Complications of DC cardioversion

Complications are usually minor and include atrial and ventricular

premature beats and muscle soreness. Less commonly, but more


likely if patients have marginal left ventricular function or multiple

shocks are used, cardioversion precipitates myocyte damage and

electromechanical dissociation.

Implantable Cardioverter-Defibrillators

Implantable cardioverter-defibrillators cardiovert or defibrillate the

heart in response to ventricular tachycardia (VT) or ventricular

fibrillation (VF). Contemporary tiered-therapy ICDs also provide

antibradycardia pacing and antitachycardia pacing (to terminate

responsive atrial or ventricular tachycardias) and store intracardiac

electrograms.

The ICDs are implanted subcutaneously or subpectorally, with

electrodes inserted transvenously into the right ventricle and

sometimes also the right atrium. A biventricular ICD also has a left

ventricular epicardial lead placed via the coronary sinus venous

system or via thoracotomy. ICDs are the preferred treatment for

patients who have had an episode of VF or hemodynamically

significant VT not due to reversible or transient conditions (i.e.,

electrolyte disturbance, antiarrhythmic drug proarrhythmia, acute

MI). ICDs may also be indicated for patients with VT or VF inducible

during an electrophysiologic study and for patients with idiopathic or

ischemic cardiomyopathy, a left ventricular ejection fraction

of < 35%, and a high risk of VT or VF. Other indications are less

clear.86

Because ICDs treat rather than prevent VT or VF, patients prone to

these arrhythmias may require both an ICD and antiarrhythmic drugs


to reduce the number of episodes and need for uncomfortable

shocks; this approach also prolongs the life of the ICD.

Impulse generators for ICDs typically last about 5 years. ICDs may

malfunction by delivering inappropriate pacing or shocks in response

to sinus rhythm, SVTs, or nonphysiologically generated impulses (i.e.,

due to lead fracture). They also may malfunction by not delivering

appropriate pacing or shocks when needed because of factors such as

lead or impulse generator migration, undersensing, an increase in

pacing threshold due to fibrosis at the site of prior shocks, and

battery depletion.

In patients who report that the ICD has discharged but that no

associated symptoms of syncope, dyspnea, chest pain or persistent

palpitations occurred, follow up with the ICD clinic and/or the

electrophysiologist within the week is appropriate. The ICD can then

be electronically interrogated to determine the reason for discharge.

If such associated symptoms were present, or the patient received

multiple shocks, emergency department referral is indicated to look

for a treatable cause (i.e., coronary ischemia, electrolyte

abnormality) or device malfunction.87

Cardiac Resynchronization Therapy

In some patients, the normal, orderly, sequential relationship

between contraction of the cardiac chambers is disrupted (becomes

dyssynchronous). Dyssynchrony may be: 1) Atrioventricular, between

atrial and ventricular contraction, 2) Interventricular, between left

and right ventricular contraction, and 3) Intraventricular, between

different segments of left ventricular contraction.

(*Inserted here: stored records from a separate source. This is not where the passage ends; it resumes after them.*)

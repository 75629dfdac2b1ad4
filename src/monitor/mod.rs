//! Per-session resource monitoring
//!
//! Samples each active session at a configurable interval, classifies the
//! usage against the session's memory budget, and escalates cleanup
//! requests to the session manager on sustained critical pressure. The
//! monitor is stateless beyond its rolling escalation counters; all real
//! state belongs to the sessions it samples.

use std::path::Path;
use std::sync::Arc;

use chrono::{DateTime, Utc};
use dashmap::DashMap;
use serde::{Deserialize, Serialize};
use serde_json::json;
use sysinfo::System;
use tokio::task::JoinHandle;
use tokio_util::sync::CancellationToken;
use tracing::{debug, info, warn};
use uuid::Uuid;

use crate::config::MonitorConfig;
use crate::events::{Event, EventBus, EventType, Severity};
use crate::session::{CleanupLevel, SessionManager, SessionStatus};

/// Alert classification for one sample.
#[derive(Debug, Clone, Copy, PartialEq, Eq, Serialize, Deserialize)]
#[serde(rename_all = "lowercase")]
pub enum AlertLevel {
    Normal,
    Warning,
    Critical,
}

/// One resource sample for one session.
#[derive(Debug, Clone, Serialize, Deserialize)]
pub struct ResourceMetrics {
    pub memory_mb: u64,
    pub cpu_pct: f32,
    pub disk_mb: u64,
    pub sampled_at: DateTime<Utc>,
    pub alert_level: AlertLevel,
}

/// Background sampler coupled to the session manager.
pub struct ResourceMonitor {
    manager: Arc<SessionManager>,
    config: MonitorConfig,
    events: EventBus,
    system: tokio::sync::Mutex<System>,
    /// Consecutive critical samples per session, driving escalation.
    critical_streak: DashMap<Uuid, u32>,
}

impl ResourceMonitor {
    #[must_use]
    pub fn new(manager: Arc<SessionManager>, config: MonitorConfig, events: EventBus) -> Arc<Self> {
        Arc::new(Self {
            manager,
            config,
            events,
            system: tokio::sync::Mutex::new(System::new()),
            critical_streak: DashMap::new(),
        })
    }

    /// Run the sampling loop until cancellation.
    pub fn spawn(self: &Arc<Self>, cancel: CancellationToken) -> JoinHandle<()> {
        let monitor = Arc::clone(self);
        tokio::spawn(async move {
            let mut ticker = tokio::time::interval(monitor.config.interval);
            loop {
                tokio::select! {
                    () = cancel.cancelled() => {
                        debug!("resource monitor loop exiting");
                        break;
                    }
                    _ = ticker.tick() => {
                        monitor.sample_all().await;
                    }
                }
            }
        })
    }

    /// Sample every active session once, publishing alerts and requesting
    /// cleanup where warranted.
    pub async fn sample_all(&self) -> Vec<(Uuid, ResourceMetrics)> {
        let sessions = self.manager.list_sessions(Some(SessionStatus::Active));
        let mut samples = Vec::with_capacity(sessions.len());
        for session in sessions {
            let marker = session.profile_marker().await;
            let metrics = self
                .sample_one(marker.as_deref(), session.config().memory_budget_mb)
                .await;
            self.events.publish(
                Event::new(
                    EventType::ResourceAlert,
                    session.correlation().child(),
                    match metrics.alert_level {
                        AlertLevel::Normal => Severity::Debug,
                        AlertLevel::Warning => Severity::Warn,
                        AlertLevel::Critical => Severity::Error,
                    },
                    json!({
                        "memory_mb": metrics.memory_mb,
                        "cpu_pct": metrics.cpu_pct,
                        "disk_mb": metrics.disk_mb,
                        "alert_level": metrics.alert_level,
                    }),
                )
                .with_session(session.id()),
            );

            match metrics.alert_level {
                AlertLevel::Critical => {
                    let streak = {
                        let mut entry = self.critical_streak.entry(session.id()).or_insert(0);
                        *entry += 1;
                        *entry
                    };
                    let level = match streak {
                        1 => CleanupLevel::Soft,
                        2 => CleanupLevel::Moderate,
                        _ => CleanupLevel::Aggressive,
                    };
                    warn!(
                        session_id = %session.id(),
                        memory_mb = metrics.memory_mb,
                        streak,
                        cleanup = ?level,
                        "critical resource pressure, requesting cleanup"
                    );
                    self.manager.apply_cleanup(session.id(), level).await;
                }
                AlertLevel::Warning => {
                    info!(
                        session_id = %session.id(),
                        memory_mb = metrics.memory_mb,
                        "session memory above warning threshold"
                    );
                    self.critical_streak.remove(&session.id());
                }
                AlertLevel::Normal => {
                    self.critical_streak.remove(&session.id());
                }
            }
            samples.push((session.id(), metrics));
        }
        samples
    }

    /// Sample one session by locating its browser process via the profile
    /// marker on the command line. Sessions without a live subprocess (the
    /// offline backend) sample as zero usage.
    async fn sample_one(&self, marker: Option<&str>, budget_mb: u64) -> ResourceMetrics {
        let (memory_mb, cpu_pct) = match marker {
            Some(marker) => {
                let mut system = self.system.lock().await;
                system.refresh_processes();
                let mut memory: u64 = 0;
                let mut cpu: f32 = 0.0;
                for process in system.processes().values() {
                    if process.cmd().iter().any(|arg| arg.contains(marker)) {
                        memory += process.memory();
                        cpu += process.cpu_usage();
                    }
                }
                (memory / (1024 * 1024), cpu)
            }
            None => (0, 0.0),
        };
        let disk_mb = match marker {
            Some(marker) => directory_size_mb(Path::new(marker)),
            None => 0,
        };

        ResourceMetrics {
            memory_mb,
            cpu_pct,
            disk_mb,
            sampled_at: Utc::now(),
            alert_level: self.classify(memory_mb, budget_mb),
        }
    }

    /// Classify memory usage against the session budget.
    #[must_use]
    pub fn classify(&self, memory_mb: u64, budget_mb: u64) -> AlertLevel {
        if budget_mb == 0 {
            return AlertLevel::Normal;
        }
        let fraction = memory_mb as f64 / budget_mb as f64;
        if fraction >= self.config.critical_fraction {
            AlertLevel::Critical
        } else if fraction >= self.config.warning_fraction {
            AlertLevel::Warning
        } else {
            AlertLevel::Normal
        }
    }
}

/// Best-effort recursive directory size in megabytes.
fn directory_size_mb(root: &Path) -> u64 {
    fn walk(dir: &Path, budget: &mut u32) -> u64 {
        if *budget == 0 {
            return 0;
        }
        let Ok(entries) = std::fs::read_dir(dir) else {
            return 0;
        };
        let mut total = 0;
        for entry in entries.flatten() {
            if *budget == 0 {
                break;
            }
            *budget -= 1;
            let path = entry.path();
            if path.is_dir() {
                total += walk(&path, budget);
            } else if let Ok(meta) = entry.metadata() {
                total += meta.len();
            }
        }
        total
    }
    // Cap the walk so a huge profile cannot stall the sampling loop.
    let mut budget = 4096u32;
    walk(root, &mut budget) / (1024 * 1024)
}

Patients at risk for dyssynchrony include those with: ischemic or

nonischemic dilated cardiomyopathy, prolonged QRS interval (≥ 130

msec), left ventricular end-diastolic dimension ≥ 55 mm, and left

ventricular ejection fraction ≤ 35% in sinus rhythm.

Cardiac resynchronization therapy (CRT) involves use of a pacing

system to resynchronize cardiac contraction. Such systems usually

include a right atrial lead, right ventricular lead, and left ventricular

lead. Leads may be placed transvenously or surgically via

thoracotomy. In heart failure patients with New York Heart

Association (NYHA) class II, III, and IV symptoms, CRT can reduce

hospitalization for heart failure and reduce all-cause mortality.

However, there is little to no benefit in patients with permanent atrial

fibrillation, right bundle branch block, nonspecific intraventricular

conduction delay, or only mild prolongation of QRS duration (< 150

msec).

Cardiac Ablation

If a tachyarrhythmia depends on a specific pathway or ectopic site of

automaticity, the site can be ablated by low-voltage, high-frequency

(300 to 750 MHz) electrical energy, applied through an electrode

catheter. This energy heats and necroses an area < 1 cm in diameter

and up to 1 cm deep. Before energy can be applied, the target site or

sites must be mapped during an electrophysiologic study.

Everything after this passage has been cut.